- WHAT YOU HAVE TO DO
Say how many of the lines below contain the word "serde"; nothing else belongs in the answer.

- RECORD SET
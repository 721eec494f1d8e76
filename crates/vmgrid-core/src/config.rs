//! Cluster configuration parser.
//!
//! Every process that touches cluster state carries one of these. Node
//! identity lives here rather than in any global so that tests can run
//! several "nodes" against one store in the same process.

use serde::{Deserialize, Serialize};
use std::ops::Range;
use std::path::Path;
use std::time::Duration;

#[derive(Debug, Clone, Serialize, Deserialize, PartialEq)]
#[serde(default)]
pub struct ClusterConfig {
    /// Name of the node this process runs on.
    pub node_name: String,
    /// Mesh address of this node.
    pub node_ip: String,
    /// Mesh address of the node that hosts network services.
    pub network_node_ip: String,
    /// Heartbeat record lifetime, in seconds.
    pub node_ttl: u64,
    /// Default lock lease, in seconds.
    pub lock_ttl: u64,
    /// Default time to wait for a contended lock, in seconds.
    pub lock_timeout: u64,
    /// Lifetime of a node's metrics blob, in seconds.
    pub metrics_ttl: u64,
    /// Grace period before a deleted or errored object is hard deleted.
    pub cleaner_delay: u64,
    /// Window during which a stale power report cannot undo a transition.
    pub power_state_debounce: u64,
    pub console_port_low: u16,
    pub console_port_high: u16,
}

impl Default for ClusterConfig {
    fn default() -> Self {
        Self {
            node_name: "localhost".to_string(),
            node_ip: "127.0.0.1".to_string(),
            network_node_ip: "127.0.0.1".to_string(),
            node_ttl: 120,
            lock_ttl: 60,
            lock_timeout: 10,
            metrics_ttl: 120,
            cleaner_delay: 3600,
            power_state_debounce: 70,
            console_port_low: 30000,
            console_port_high: 50000,
        }
    }
}

#[derive(Debug, thiserror::Error)]
pub enum ConfigError {
    #[error("console port range {low}..{high} is empty")]
    EmptyPortRange { low: u16, high: u16 },

    #[error("node_name must not be empty")]
    MissingNodeName,
}

impl ClusterConfig {
    pub fn from_file(path: &Path) -> anyhow::Result<Self> {
        let content = std::fs::read_to_string(path)?;
        let config: ClusterConfig = toml::from_str(&content)?;
        config.validate()?;
        Ok(config)
    }

    /// Config for a named node with every other setting at its default.
    pub fn for_node(node_name: &str, node_ip: &str) -> Self {
        Self {
            node_name: node_name.to_string(),
            node_ip: node_ip.to_string(),
            ..Self::default()
        }
    }

    pub fn validate(&self) -> Result<(), ConfigError> {
        if self.node_name.is_empty() {
            return Err(ConfigError::MissingNodeName);
        }
        if self.console_port_low >= self.console_port_high {
            return Err(ConfigError::EmptyPortRange {
                low: self.console_port_low,
                high: self.console_port_high,
            });
        }
        Ok(())
    }

    pub fn lock_ttl(&self) -> Duration {
        Duration::from_secs(self.lock_ttl)
    }

    pub fn lock_timeout(&self) -> Duration {
        Duration::from_secs(self.lock_timeout)
    }

    pub fn console_ports(&self) -> Range<u16> {
        self.console_port_low..self.console_port_high
    }
}

#[cfg(test)]
mod tests {
    use super::*;

    #[test]
    fn parse_partial_uses_defaults() {
        let toml_str = r#"
node_name = "sf-1"
node_ip = "10.0.0.1"
cleaner_delay = 60
"#;
        let config: ClusterConfig = toml::from_str(toml_str).unwrap();
        assert_eq!(config.node_name, "sf-1");
        assert_eq!(config.cleaner_delay, 60);
        assert_eq!(config.metrics_ttl, 120);
        assert_eq!(config.power_state_debounce, 70);
    }

    #[test]
    fn from_file_validates_port_range() {
        let dir = tempfile::tempdir().unwrap();
        let path = dir.path().join("vmgrid.toml");
        std::fs::write(&path, "console_port_low = 500\nconsole_port_high = 400\n").unwrap();

        let err = ClusterConfig::from_file(&path).unwrap_err();
        assert!(err.to_string().contains("empty"));
    }

    #[test]
    fn for_node_overrides_identity_only() {
        let config = ClusterConfig::for_node("sf-2", "10.0.0.2");
        assert_eq!(config.node_name, "sf-2");
        assert_eq!(config.node_ip, "10.0.0.2");
        assert_eq!(config.lock_ttl(), Duration::from_secs(60));
        assert_eq!(config.console_ports(), 30000..50000);
    }
}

- RESPONSE BOX
2